TASK DIRECTIONS. Your task is to copy every line below that contains the word "thermometer".

DATASET RECORDS.

####################

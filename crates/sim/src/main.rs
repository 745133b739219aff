//! OpenCare: an interactive medical-training simulation.
//!
//! The binary drives a deterministic walkthrough of all three scenes (lobby,
//! instrument showcase, patient examination) using the same input paths an
//! embedder would wire to a window and an XR session: desktop keyboard/mouse
//! state and tracked controller poses. Useful as a smoke run and as a living
//! description of the whole interaction flow; the transcript lands in the log.

mod app;
mod assets;
mod catalog;
mod config;
mod dialogue;
mod grab;
mod info_panel;
mod mascot;
mod overlay;
mod player;
mod props;
mod scenes;
mod targets;
mod ui;

use app::App;
use config::SimConfig;
use engine_core::Vec3;
use glam::Quat;
use input::{ElementState, Handedness, KeyCode, MouseButton, SourceId};
use scenes::exam::{ARM_TARGET_CENTER, CHEST_TARGET_CENTER, HEAD_TARGET_CENTER};
use scenes::SceneKind;
use std::time::Duration;
use ui::UiAction;

const FRAME: Duration = Duration::from_nanos(16_666_667);

fn main() {
    env_logger::init();
    let cfg = SimConfig::load();
    let mut app = App::new(cfg);
    app.load_scene(SceneKind::Menu);
    walkthrough(&mut app);
    log::info!("walkthrough finished");
}

/// Step the app for a stretch of simulated time. Returns false on quit.
fn run(app: &mut App, seconds: f32) -> bool {
    let frames = (seconds / FRAME.as_secs_f32()).ceil() as usize;
    for _ in 0..frames {
        if !app.update(FRAME) {
            return false;
        }
    }
    true
}

/// Step until a predicate holds. Returns false on quit or timeout.
fn wait_until(app: &mut App, timeout: f32, pred: impl Fn(&App) -> bool) -> bool {
    let frames = (timeout / FRAME.as_secs_f32()).ceil() as usize;
    for _ in 0..frames {
        if pred(app) {
            return true;
        }
        if !app.update(FRAME) {
            return false;
        }
    }
    log::warn!("walkthrough wait timed out");
    false
}

/// Wait out the typewriter, print the narration line, and click Continue.
fn continue_dialogue(app: &mut App) {
    wait_until(app, 30.0, |a| {
        a.scene().map(|s| s.dialogue.continue_enabled()).unwrap_or(false)
    });
    if let Some(scene) = app.scene_mut() {
        log::info!("narrator: {}", scene.dialogue.body_visible_text());
        scene.dialogue.advance();
    }
}

fn wait_for_choice(app: &mut App) {
    wait_until(app, 30.0, |a| {
        a.scene().map(|s| s.dialogue.choice_visible()).unwrap_or(false)
    });
}

/// Park the camera so its forward ray (and pointer hold point) meets `focus`.
fn face(app: &mut App, focus: Vec3, distance: f32) {
    if let Some(scene) = app.scene_mut() {
        let camera_pos = focus + Vec3::new(0.0, 0.0, distance);
        scene.camera.set_pose(&mut scene.graph, camera_pos, 0.0, 0.0);
    }
}

/// Carry one instrument onto its target with the right-hand controller and
/// let the measurement sequence play out.
fn measure_with_controller(app: &mut App, id: &str, target: Vec3) {
    let Some(position) = app.scene().and_then(|s| s.prop_position(id)) else {
        log::warn!("{id} not present, skipping measurement");
        return;
    };
    let hand = app.sources.add_controller(Handedness::Right);
    let dt = FRAME.as_secs_f32();
    app.sources.set_pose(hand, position, Quat::IDENTITY, dt);
    app.sources.press(hand);
    run(app, 0.1);
    // Lift clear of the table, carry over, then lower onto the target; a
    // straight-line drag would stop at the table edge on the raycast guard.
    let lift = Vec3::new(0.0, 0.6, 0.0);
    app.sources.set_pose(hand, position + lift, Quat::IDENTITY, dt);
    run(app, 0.6);
    app.sources.set_pose(hand, target + lift, Quat::IDENTITY, dt);
    run(app, 0.8);
    app.sources.set_pose(hand, target, Quat::IDENTITY, dt);
    if !wait_until(app, 5.0, |a| {
        a.scene().map(|s| s.sequencer.is_processing()).unwrap_or(false)
    }) {
        log::warn!("{id} never reached its target");
    }
    // Reading lands after 1 s, clears after another 2 s.
    run(app, 3.5);
    app.sources.release(hand);
    run(app, 0.2);
}

fn walkthrough(app: &mut App) {
    // ── Lobby ───────────────────────────────────────────────────────────
    continue_dialogue(app);
    continue_dialogue(app);
    if let Some(scene) = app.scene_mut() {
        if let Some(credits) = &mut scene.credits {
            credits.show();
            log::info!("credits:\n{}", credits.text);
            credits.hide();
        }
    }
    wait_for_choice(app);
    if let Some(scene) = app.scene_mut() {
        scene.dialogue.choose_ready();
    }
    wait_until(app, 30.0, |a| {
        a.scene().map(|s| s.kind == SceneKind::Showcase).unwrap_or(false)
    });

    // ── Showcase ────────────────────────────────────────────────────────
    // Open the stethoscope's info button with the interact key.
    if let Some(def) = catalog::find(catalog::SHOWCASE_PROPS, "stethoscope") {
        if let Some(position) = app.scene().and_then(|s| s.prop_position("stethoscope")) {
            let button = position + Vec3::new(0.0, def.half_extents.y + 0.3, 0.0);
            face(app, button, 1.2);
            app.input.process_keyboard(KeyCode::KeyE, ElementState::Pressed);
            run(app, 0.05);
            app.input.process_keyboard(KeyCode::KeyE, ElementState::Released);
        }
    }
    if let Some(scene) = app.scene_mut() {
        if let Some(body) = scene.info_panel.body_text() {
            log::info!("info panel: {body}");
        }
        scene.info_panel.advance();
        scene.info_panel.select_question(0);
        if let Some(answer) = scene.info_panel.body_text() {
            log::info!("answer: {answer}");
        }
        scene.info_panel.ask_again();
        scene.info_panel.close(&mut scene.graph);
    }

    // Pick up the reflex hammer with the desktop pointer and toss it.
    let reach = app.cfg.pointer_reach;
    if let Some(position) = app.scene().and_then(|s| s.prop_position("reflex_hammer")) {
        face(app, position, reach);
        app.input
            .process_mouse_button(MouseButton::Left, ElementState::Pressed);
        run(app, 0.3);
        face(app, position + Vec3::new(0.5, 0.5, 0.0), reach);
        run(app, 0.5);
        app.input
            .process_mouse_button(MouseButton::Left, ElementState::Released);
        run(app, 0.5);
        if app
            .scene()
            .and_then(|s| s.grab.held_by(SourceId::Pointer))
            .is_some()
        {
            log::warn!("reflex hammer still held after release");
        }
    }

    // A question for the mascot, then the ready check, with a detour
    // through "not ready" to show the loop.
    app.dispatch(UiAction::AskMascot);
    continue_dialogue(app);
    continue_dialogue(app);
    wait_for_choice(app);
    if let Some(scene) = app.scene_mut() {
        scene.dialogue.choose_not_ready();
    }
    wait_for_choice(app);
    if let Some(scene) = app.scene_mut() {
        scene.dialogue.choose_ready();
    }
    wait_until(app, 30.0, |a| {
        a.scene().map(|s| s.kind == SceneKind::Exam).unwrap_or(false)
    });

    // ── Examination ─────────────────────────────────────────────────────
    for _ in 0..4 {
        continue_dialogue(app);
    }
    measure_with_controller(app, "stethoscope", CHEST_TARGET_CENTER);
    continue_dialogue(app);
    measure_with_controller(app, "tensimeter", ARM_TARGET_CENTER);
    continue_dialogue(app);

    // The thermometer goes the desktop route, as on machines without VR.
    if let Some(position) = app.scene().and_then(|s| s.prop_position("thermometer")) {
        face(app, position, reach);
        app.input
            .process_mouse_button(MouseButton::Left, ElementState::Pressed);
        run(app, 0.1);
        face(app, HEAD_TARGET_CENTER, reach);
        wait_until(app, 5.0, |a| {
            a.scene().map(|s| s.sequencer.is_processing()).unwrap_or(false)
        });
        run(app, 3.5);
        app.input
            .process_mouse_button(MouseButton::Left, ElementState::Released);
    }

    // Tidy the table with the reset shortcut, then close out the script.
    app.input.process_keyboard(KeyCode::KeyR, ElementState::Pressed);
    run(app, 0.05);
    app.input.process_keyboard(KeyCode::KeyR, ElementState::Released);
    continue_dialogue(app);
    continue_dialogue(app);
    wait_until(app, 30.0, |a| {
        a.scene().map(|s| s.kind == SceneKind::Menu).unwrap_or(false)
    });

    // ── Back in the lobby: leave ────────────────────────────────────────
    continue_dialogue(app);
    continue_dialogue(app);
    wait_for_choice(app);
    if let Some(scene) = app.scene_mut() {
        scene.dialogue.choose_exit();
    }
    run(app, 1.0);
}
impl GrabSystem {
    pub fn new() -> Self {
        Self::default()
    }

    pub fn held_by(&self, source: SourceId) -> Option<Entity> {
        self.held.get(&source).copied()
    }

    pub fn holder_of(&self, entity: Entity) -> Option<SourceId> {
        self.held
            .iter()
            .find(|(_, e)| **e == entity)
            .map(|(id, _)| *id)
    }

    /// Handle a press edge from one source.
    pub fn press(
        &mut self,
        source: &TrackedSource,
        world: &mut World,
        graph: &mut SceneGraph,
        physics: &mut PhysicsWorld,
        ui: &UiButtons,
        cfg: &SimConfig,
    ) -> PressOutcome {
        if self.held.contains_key(&source.id) {
            return PressOutcome::None;
        }

        // UI takes priority over grabbing.
        if let Some(action) = ui.hit_test(
            graph,
            source.position(),
            source.forward(),
            cfg.ui_ray_max_distance,
        ) {
            log::debug!("press on {:?} hit UI, grab skipped", source.id);
            return PressOutcome::Ui(action);
        }

        let mut best: Option<(f32, Entity)> = None;
        for (entity, (prop, grabbable, body)) in
            world.query::<(&Prop, &Grabbable, &PhysicsBody)>().iter()
        {
            if !grabbable.is_pickable() {
                continue;
            }
            let Some(position) = physics.body_position(body.rigid_body) else {
                continue;
            };
            let distance = (position - source.position()).length();
            if distance >= cfg.capture_radius(prop.def.class) {
                continue;
            }
            if best.map(|(d, _)| distance < d).unwrap_or(true) {
                best = Some((distance, entity));
            }
        }
        let Some((_, entity)) = best else {
            return PressOutcome::None;
        };

        if self.acquire(source.id, entity, world, graph, physics, cfg) {
            PressOutcome::Grabbed(entity)
        } else {
            PressOutcome::None
        }
    }

    fn acquire(
        &mut self,
        source: SourceId,
        entity: Entity,
        world: &mut World,
        graph: &mut SceneGraph,
        physics: &mut PhysicsWorld,
        cfg: &SimConfig,
    ) -> bool {
        let Ok(body) = world.get::<&PhysicsBody>(entity).map(|b| *b) else {
            return false;
        };
        // Snapshot before mutating; a body lost to a scene switch aborts the
        // whole operation.
        let Some(linear_damping) = physics.linear_damping(body.rigid_body) else {
            return false;
        };
        let angular_damping = physics.angular_damping(body.rigid_body).unwrap_or(0.0);
        let gravity_scale = physics.gravity_scale(body.rigid_body).unwrap_or(1.0);

        if let Ok(mut grabbable) = world.get::<&mut Grabbable>(entity) {
            grabbable.saved = Some(SavedBodyParams {
                linear_damping,
                angular_damping,
                gravity_scale,
            });
            grabbable.phase = GrabPhase::Held(source);
            grabbable.highlighted = true;
        }

        physics.set_linear_damping(body.rigid_body, cfg.held_linear_damping);
        physics.set_angular_damping(body.rigid_body, cfg.held_angular_damping);
        physics.set_gravity_scale(body.rigid_body, 0.0);
        physics.set_linear_velocity(body.rigid_body, Vec3::ZERO);
        physics.set_angular_velocity(body.rigid_body, Vec3::ZERO);

        // Chestpiece swap: hide the full model, show the held part.
        if let Ok(nodes) = world.get::<&PropNodes>(entity) {
            if let Some(swap) = nodes.held_swap {
                graph.set_visible(nodes.visual, false);
                graph.set_visible(swap, true);
            }
        }

        if let Ok(prop) = world.get::<&Prop>(entity) {
            log::info!("grabbed {} with {:?}", prop.def.id, source);
        }
        self.held.insert(source, entity);
        true
    }

    /// Drive every held prop toward its source's hold point. Stale entities
    /// and lost bodies silently drop out of the held set.
    pub fn update(
        &mut self,
        sources: &SourceRegistry,
        world: &World,
        physics: &mut PhysicsWorld,
        cfg: &SimConfig,
    ) {
        let pairs: Vec<(SourceId, Entity)> =
            self.held.iter().map(|(id, e)| (*id, *e)).collect();
        for (source_id, entity) in pairs {
            let Some(source) = sources.get(source_id) else {
                continue;
            };
            let Ok(body) = world.get::<&PhysicsBody>(entity).map(|b| *b) else {
                self.held.remove(&source_id);
                continue;
            };
            let Some(current) = physics.body_position(body.rigid_body) else {
                self.held.remove(&source_id);
                continue;
            };

            let mut target = source.position();
            let offset = target - current;
            let distance = offset.length();
            if distance > cfg.max_seek_distance {
                target = current + offset * (cfg.max_seek_distance / distance);
            }
            let target =
                physics.clamp_seek_target(current, target, cfg.wall_margin, Some(body.rigid_body));

            let mut velocity = (target - current) * cfg.seek_response;
            let speed = velocity.length();
            if speed > cfg.max_seek_speed {
                velocity *= cfg.max_seek_speed / speed;
            }
            physics.set_linear_velocity(body.rigid_body, velocity);
            physics.set_angular_velocity(body.rigid_body, Vec3::ZERO);
        }
    }

    /// Handle a release edge: restore the prop's pre-grab physics exactly and
    /// optionally impart the source's velocity as a throw.
    pub fn release(
        &mut self,
        source: SourceId,
        throw_velocity: Option<Vec3>,
        world: &mut World,
        graph: &mut SceneGraph,
        physics: &mut PhysicsWorld,
        cfg: &SimConfig,
    ) {
        let Some(entity) = self.held.remove(&source) else {
            return;
        };
        let velocity = throw_velocity
            .map(|v| v * cfg.throw_multiplier)
            .unwrap_or(Vec3::ZERO);
        drop_in_place(entity, velocity, world, graph, physics, cfg);
        if let Ok(prop) = world.get::<&Prop>(entity) {
            log::info!("released {} from {:?}", prop.def.id, source);
        }
    }

    /// Release everything currently held, with no throw. Used by the reset
    /// action and scene teardown.
    pub fn release_all(
        &mut self,
        world: &mut World,
        graph: &mut SceneGraph,
        physics: &mut PhysicsWorld,
        cfg: &SimConfig,
    ) {
        let sources: Vec<SourceId> = self.held.keys().copied().collect();
        for source in sources {
            self.release(source, None, world, graph, physics, cfg);
        }
    }

    /// Take a prop out of a hand without the release bookkeeping; the
    /// measurement sequencer parks it and finishes the release itself later.
    /// Returns whether the prop was actually held.
    pub fn take_for_sequence(&mut self, entity: Entity) -> bool {
        let Some(source) = self.holder_of(entity) else {
            return false;
        };
        self.held.remove(&source);
        true
    }
}

/// Restore a prop's saved physics parameters, re-arm its grab cooldown, and
/// let it fall with the given velocity. Shared by manual release and the end
/// of a measurement sequence.
pub fn drop_in_place(
    entity: Entity,
    velocity: Vec3,
    world: &mut World,
    graph: &mut SceneGraph,
    physics: &mut PhysicsWorld,
    cfg: &SimConfig,
) {
    let Ok(body) = world.get::<&PhysicsBody>(entity).map(|b| *b) else {
        return;
    };
    if let Ok(mut grabbable) = world.get::<&mut Grabbable>(entity) {
        if let Some(saved) = grabbable.saved.take() {
            physics.set_linear_damping(body.rigid_body, saved.linear_damping);
            physics.set_angular_damping(body.rigid_body, saved.angular_damping);
            physics.set_gravity_scale(body.rigid_body, saved.gravity_scale);
        }
        grabbable.phase = GrabPhase::Resting;
        grabbable.cooldown = cfg.grab_cooldown;
        grabbable.locked = false;
        grabbable.highlighted = false;
    }
    physics.set_linear_velocity(body.rigid_body, velocity);
    physics.set_angular_velocity(body.rigid_body, Vec3::ZERO);

    // Swap back to the full model at the drop position.
    if let Ok(nodes) = world.get::<&PropNodes>(entity) {
        if let Some(swap) = nodes.held_swap {
            graph.set_visible(nodes.visual, true);
            graph.set_visible(swap, false);
        }
    }
}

####################

ANSWER.
    // The thermometer goes the desktop route, as on machines without VR.
    if let Some(position) = app.scene().and_then(|s| s.prop_position("thermometer")) {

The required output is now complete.